Il partenariato MAE-AGENZIA NAZIONALE DEL TURISMO sui visti turistici per la crescita del turismo internazionale
Un efficiente servizio nel settore dei visti d’ingresso – sempre più strumento della nostra politica estera – è necessario per accompagnare lo sviluppo dei flussi turistici verso l’Italia e delle nostre relazioni economico-commerciali, al fine di contribuire allo sviluppo economico del Paese.
Per questo motivo l’ Agenzia Nazionale del Turismo e il Ministero degli Affari Esteri fin dal 2002 collaborano per migliorare il numero e la qualità dei visti emessi dalla nostra rete diplomatico-consolare (che oggi conta 175 Sedi abilitate nel mondo).
Tale collaborazione – da ultimo formalizzata da un Protocollo tra MAE e l’ Agenzia Nazionale del Turismo in tema di visti firmato il 29 gennaio 2013 – è stata inclusa dalla Commissione europea tra le migliori pratiche europee [Comunicazione al Consiglio e al Parlamento nello scorso novembre sull”Applicazione e sviluppo di una politica comune dei visti per promuovere la crescita nell’UE” (COM(2012) 649)].

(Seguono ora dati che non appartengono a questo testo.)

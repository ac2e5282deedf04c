//! Tool catalogue, requests and simulated outcomes.
//!
//! Each tool page builds a [`ToolRequest`] from its local view-state and
//! hands it to [`crate::processing::simulate`]. Requests are validated the
//! same way the pages gate their buttons; a valid request always yields a
//! [`ToolOutcome`] naming the file to download.
//!
//! # Tools
//!
//! | Tool          | Files | Output                         |
//! |---------------|-------|--------------------------------|
//! | Merge         | 2..10 | `merged-document.pdf`          |
//! | Split         | 1     | `split-pages.zip`              |
//! | Compress      | 1     | `compressed-<name>`            |
//! | Convert       | 1..5  | `<stem>.pdf` or `converted-files.zip` |
//! | PDF to Office | 1     | `<stem>.docx/.xlsx/.pptx/.txt` |
//! | Edit          | 1     | `edited-<name>`                |
//! | Protect       | 1     | `protected-<name>`             |
//! | Unlock        | 1     | `unlocked-<name>`              |

use serde::{Deserialize, Serialize};

use crate::config::MERGE_MAX_FILES;
use crate::download::DownloadSpec;
use crate::error::{ToolError, ToolResult};
use crate::intake::IntakeConfig;
use crate::models::AcceptedFile;

pub mod compress;
pub mod convert;
pub mod edit;
pub mod merge;
pub mod office;
pub mod protect;
pub mod split;
pub mod unlock;

pub use compress::{format_file_size, CompressRequest, CompressionPreset};
pub use convert::{ConvertCategory, ConvertRequest};
pub use edit::{Anchor, EditMode, EditOptions, EditRequest, PenTool};
pub use merge::MergeRequest;
pub use office::{OfficeFormat, OfficeRequest};
pub use protect::{Permission, Permissions, ProtectRequest};
pub use split::{parse_page_ranges, SplitMethod, SplitRequest};
pub use unlock::UnlockRequest;

// =============================================================================
// Catalogue
// =============================================================================

/// Every tool the site offers.
#[derive(Debug, Clone, Copy, PartialEq, Eq, Hash, Serialize, Deserialize)]
#[serde(rename_all = "kebab-case")]
pub enum ToolKind {
    Merge,
    Split,
    Compress,
    ConvertToPdf,
    PdfToOffice,
    Edit,
    Protect,
    Unlock,
}

impl ToolKind {
    /// Catalogue order, as listed in the header menu and on the home page.
    pub const ALL: [ToolKind; 8] = [
        ToolKind::Merge,
        ToolKind::Split,
        ToolKind::Compress,
        ToolKind::ConvertToPdf,
        ToolKind::PdfToOffice,
        ToolKind::Edit,
        ToolKind::Protect,
        ToolKind::Unlock,
    ];

    /// Route segment under `/tools/`.
    pub fn slug(&self) -> &'static str {
        match self {
            ToolKind::Merge => "merge",
            ToolKind::Split => "split",
            ToolKind::Compress => "compress",
            ToolKind::ConvertToPdf => "convert-to-pdf",
            ToolKind::PdfToOffice => "pdf-to-office",
            ToolKind::Edit => "edit",
            ToolKind::Protect => "protect",
            ToolKind::Unlock => "unlock",
        }
    }

    pub fn from_slug(slug: &str) -> Option<Self> {
        Self::ALL.into_iter().find(|tool| tool.slug() == slug)
    }

    pub fn href(&self) -> String {
        format!("/tools/{}", self.slug())
    }

    /// Name used in menus and on the home page cards.
    pub fn nav_name(&self) -> &'static str {
        match self {
            ToolKind::Merge => "Merge PDFs",
            ToolKind::Split => "Split PDFs",
            ToolKind::Compress => "Compress PDFs",
            ToolKind::ConvertToPdf => "Convert to PDF",
            ToolKind::PdfToOffice => "PDF to Office",
            ToolKind::Edit => "Edit PDFs",
            ToolKind::Protect => "Protect PDFs",
            ToolKind::Unlock => "Unlock PDFs",
        }
    }

    /// One-line pitch on the home page card.
    pub fn card_description(&self) -> &'static str {
        match self {
            ToolKind::Merge => "Combine multiple PDF files into one document",
            ToolKind::Split => "Extract pages or split PDF by page ranges",
            ToolKind::Compress => "Reduce file size while maintaining quality",
            ToolKind::ConvertToPdf => "Convert Word, Excel, PowerPoint, images to PDF",
            ToolKind::PdfToOffice => "Convert PDFs back to editable formats",
            ToolKind::Edit => "Add text, images, annotations, or watermarks",
            ToolKind::Protect => "Add passwords or permissions to PDFs",
            ToolKind::Unlock => "Remove passwords from PDFs",
        }
    }

    /// Heading of the tool page.
    pub fn page_title(&self) -> &'static str {
        match self {
            ToolKind::Merge => "Merge PDFs",
            ToolKind::Split => "Split PDF",
            ToolKind::Compress => "Compress PDF",
            ToolKind::ConvertToPdf => "Convert to PDF",
            ToolKind::PdfToOffice => "PDF to Office",
            ToolKind::Edit => "Edit PDF",
            ToolKind::Protect => "Protect PDF",
            ToolKind::Unlock => "Unlock PDF",
        }
    }

    pub fn page_description(&self) -> &'static str {
        match self {
            ToolKind::Merge => "Combine multiple PDF files into a single document. Arrange the files in the order you want them to appear in the final PDF.",
            ToolKind::Split => "Extract pages or split PDF by page ranges. Create multiple PDFs from a single document.",
            ToolKind::Compress => "Reduce the file size of your PDF documents while maintaining quality. Perfect for sharing via email or uploading to websites.",
            ToolKind::ConvertToPdf => "Convert various file formats to PDF. Support for documents, spreadsheets, presentations, and images.",
            ToolKind::PdfToOffice => "Convert PDF files to editable Microsoft Office formats. Extract text and formatting from your PDFs.",
            ToolKind::Edit => "Add text, images, annotations, or watermarks to your PDF documents. Make changes without needing to recreate the entire document.",
            ToolKind::Protect => "Add password protection and set permissions for your PDF documents. Control who can view, edit, print, or copy content from your PDFs.",
            ToolKind::Unlock => "Remove password protection from PDF files. Unlock password-protected PDFs to enable editing, printing, and copying.",
        }
    }

    pub fn icon(&self) -> &'static str {
        match self {
            ToolKind::Merge => "🔗",
            ToolKind::Split => "✂️",
            ToolKind::Compress => "🗜️",
            ToolKind::ConvertToPdf => "📥",
            ToolKind::PdfToOffice => "📄",
            ToolKind::Edit => "✏️",
            ToolKind::Protect => "🔒",
            ToolKind::Unlock => "🔓",
        }
    }

    /// Label of the process button while idle.
    pub fn action_label(&self) -> &'static str {
        match self {
            ToolKind::Merge => "Merge PDFs",
            ToolKind::Split => "Split PDF",
            ToolKind::Compress => "Compress PDF",
            ToolKind::ConvertToPdf => "Convert to PDF",
            ToolKind::PdfToOffice => "Convert",
            ToolKind::Edit => "Save Changes",
            ToolKind::Protect => "Protect PDF",
            ToolKind::Unlock => "Unlock PDF",
        }
    }

    /// Label of the process button while the simulation runs.
    pub fn busy_label(&self) -> &'static str {
        match self {
            ToolKind::Compress => "Compressing...",
            ToolKind::ConvertToPdf | ToolKind::PdfToOffice => "Converting...",
            ToolKind::Edit => "Saving...",
            ToolKind::Unlock => "Unlocking...",
            _ => "Processing...",
        }
    }

    pub fn success_message(&self) -> &'static str {
        match self {
            ToolKind::Merge => "Your PDFs have been successfully merged!",
            ToolKind::Split => "Your PDF has been successfully split!",
            ToolKind::Compress => "Your PDF has been successfully compressed!",
            ToolKind::ConvertToPdf => "Your files have been successfully converted to PDF!",
            ToolKind::PdfToOffice => "Your PDF has been successfully converted!",
            ToolKind::Edit => "Your PDF has been successfully edited!",
            ToolKind::Protect => "Your PDF has been successfully protected with a password!",
            ToolKind::Unlock => "Your PDF has been successfully unlocked!",
        }
    }

    /// Dropzone settings of the tool page.
    ///
    /// The convert page swaps the accept map per category, see
    /// [`ConvertCategory::intake_config`].
    pub fn intake_config(&self) -> IntakeConfig {
        match self {
            ToolKind::Merge => IntakeConfig::pdf(MERGE_MAX_FILES),
            ToolKind::ConvertToPdf => ConvertCategory::default().intake_config(),
            _ => IntakeConfig::pdf(1),
        }
    }
}

impl std::fmt::Display for ToolKind {
    fn fmt(&self, f: &mut std::fmt::Formatter<'_>) -> std::fmt::Result {
        f.write_str(self.page_title())
    }
}

// =============================================================================
// Requests and Outcomes
// =============================================================================

/// A fully specified processing request from one tool page.
#[derive(Debug, Clone, PartialEq)]
pub enum ToolRequest {
    Merge(MergeRequest),
    Split(SplitRequest),
    Compress(CompressRequest),
    ConvertToPdf(ConvertRequest),
    PdfToOffice(OfficeRequest),
    Edit(EditRequest),
    Protect(ProtectRequest),
    Unlock(UnlockRequest),
}

impl ToolRequest {
    pub fn kind(&self) -> ToolKind {
        match self {
            ToolRequest::Merge(_) => ToolKind::Merge,
            ToolRequest::Split(_) => ToolKind::Split,
            ToolRequest::Compress(_) => ToolKind::Compress,
            ToolRequest::ConvertToPdf(_) => ToolKind::ConvertToPdf,
            ToolRequest::PdfToOffice(_) => ToolKind::PdfToOffice,
            ToolRequest::Edit(_) => ToolKind::Edit,
            ToolRequest::Protect(_) => ToolKind::Protect,
            ToolRequest::Unlock(_) => ToolKind::Unlock,
        }
    }

    /// Produce the simulated result.
    pub fn process(&self) -> ToolResult<ToolOutcome> {
        match self {
            ToolRequest::Merge(req) => req.process(),
            ToolRequest::Split(req) => req.process(),
            ToolRequest::Compress(req) => req.process(),
            ToolRequest::ConvertToPdf(req) => req.process(),
            ToolRequest::PdfToOffice(req) => req.process(),
            ToolRequest::Edit(req) => req.process(),
            ToolRequest::Protect(req) => req.process(),
            ToolRequest::Unlock(req) => req.process(),
        }
    }
}

/// Tool-specific figures reported next to the success message.
#[derive(Debug, Clone, PartialEq, Eq, Serialize, Deserialize)]
#[serde(tag = "type", rename_all = "camelCase")]
pub enum OutcomeDetail {
    None,
    Merged { files: usize },
    Split { documents: usize, pages: usize },
    Compressed {
        original: u64,
        compressed: u64,
        reduction_percent: u32,
    },
    Converted { files: usize },
}

/// Result of a simulated processing run.
#[derive(Debug, Clone, PartialEq, Eq, Serialize, Deserialize)]
#[serde(rename_all = "camelCase")]
pub struct ToolOutcome {
    pub tool: ToolKind,
    pub message: String,
    pub download: DownloadSpec,
    pub detail: OutcomeDetail,
}

impl ToolOutcome {
    pub fn new(tool: ToolKind, download: DownloadSpec) -> Self {
        Self {
            tool,
            message: tool.success_message().to_string(),
            download,
            detail: OutcomeDetail::None,
        }
    }

    pub fn with_detail(mut self, detail: OutcomeDetail) -> Self {
        self.detail = detail;
        self
    }
}

/// Message shown when a single-file tool is run without a file.
pub const NO_FILE_SELECTED: &str = "Please upload a PDF file first.";

/// The selected file of a single-file tool, or a missing-input error.
pub(crate) fn require_file(file: Option<&AcceptedFile>) -> ToolResult<&AcceptedFile> {
    file.ok_or_else(|| ToolError::MissingRequiredInput(NO_FILE_SELECTED.to_string()))
}

#[cfg(test)]
mod tests {
    use super::*;

    #[test]
    fn test_slug_roundtrip() {
        for tool in ToolKind::ALL {
            assert_eq!(ToolKind::from_slug(tool.slug()), Some(tool));
            assert!(tool.href().starts_with("/tools/"));
        }
        assert_eq!(ToolKind::from_slug("rotate"), None);
    }

    #[test]
    fn test_serde_uses_slugs() {
        for tool in ToolKind::ALL {
            let json = serde_json::to_string(&tool).unwrap();
            assert_eq!(json, format!("\"{}\"", tool.slug()));
        }
    }

    #[test]
    fn test_default_intake_configs() {
        assert_eq!(ToolKind::Merge.intake_config().max_files, 10);
        assert_eq!(ToolKind::ConvertToPdf.intake_config().max_files, 5);
        for tool in [ToolKind::Split, ToolKind::Protect, ToolKind::Unlock] {
            let config = tool.intake_config();
            assert_eq!(config.max_files, 1);
            assert_eq!(config.accept.label(), "PDF");
        }
    }

    #[test]
    fn test_request_kind_matches_outcome() {
        let file = AcceptedFile::new("a.pdf", 2048, "application/pdf");
        let request = ToolRequest::Unlock(UnlockRequest {
            file: Some(file),
            password: "secret".into(),
        });
        let outcome = request.process().unwrap();
        assert_eq!(outcome.tool, request.kind());
        assert_eq!(outcome.message, "Your PDF has been successfully unlocked!");
    }

    #[test]
    fn test_outcome_serialization() {
        let outcome = ToolOutcome::new(ToolKind::Merge, DownloadSpec::pdf("merged-document.pdf"))
            .with_detail(OutcomeDetail::Merged { files: 3 });
        let json = serde_json::to_value(&outcome).unwrap();
        assert_eq!(json["tool"], "merge");
        assert_eq!(json["detail"]["type"], "merged");
        assert_eq!(json["download"]["fileName"], "merged-document.pdf");
    }

    #[test]
    fn test_missing_file() {
        let err = require_file(None).unwrap_err();
        assert_eq!(err, ToolError::MissingRequiredInput(NO_FILE_SELECTED.into()));
    }
}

Con l’accordo del gennaio 2013 l’Agenzia Nazionale del Turismo fornisce supporto materiale e di servizi ad una serie di Ambasciate e Consolati che registrano un tasso elevato di incremento nel numero di visti di turismo (in Russia, India, Ucraina, Kazakhstan, Armenia, Georgia, Azerbaigian e Bielorussia), contribuendo a far fronte all’accresciuta domanda di visti, ed in tempi più rapidi.
Nel 2012 vi è stato un aumento del 9% rispetto all’anno precedente nelle domande di visto trattate dalla nostra rete diplomatico-consolare, con 1.872.394 visti rilasciati e 67.908 negati. L’Italia è il terzo tra i maggiori Partner Schengen a concedere visti, dopo la Francia (2.311.000 visti) e la Germania (1.950.000).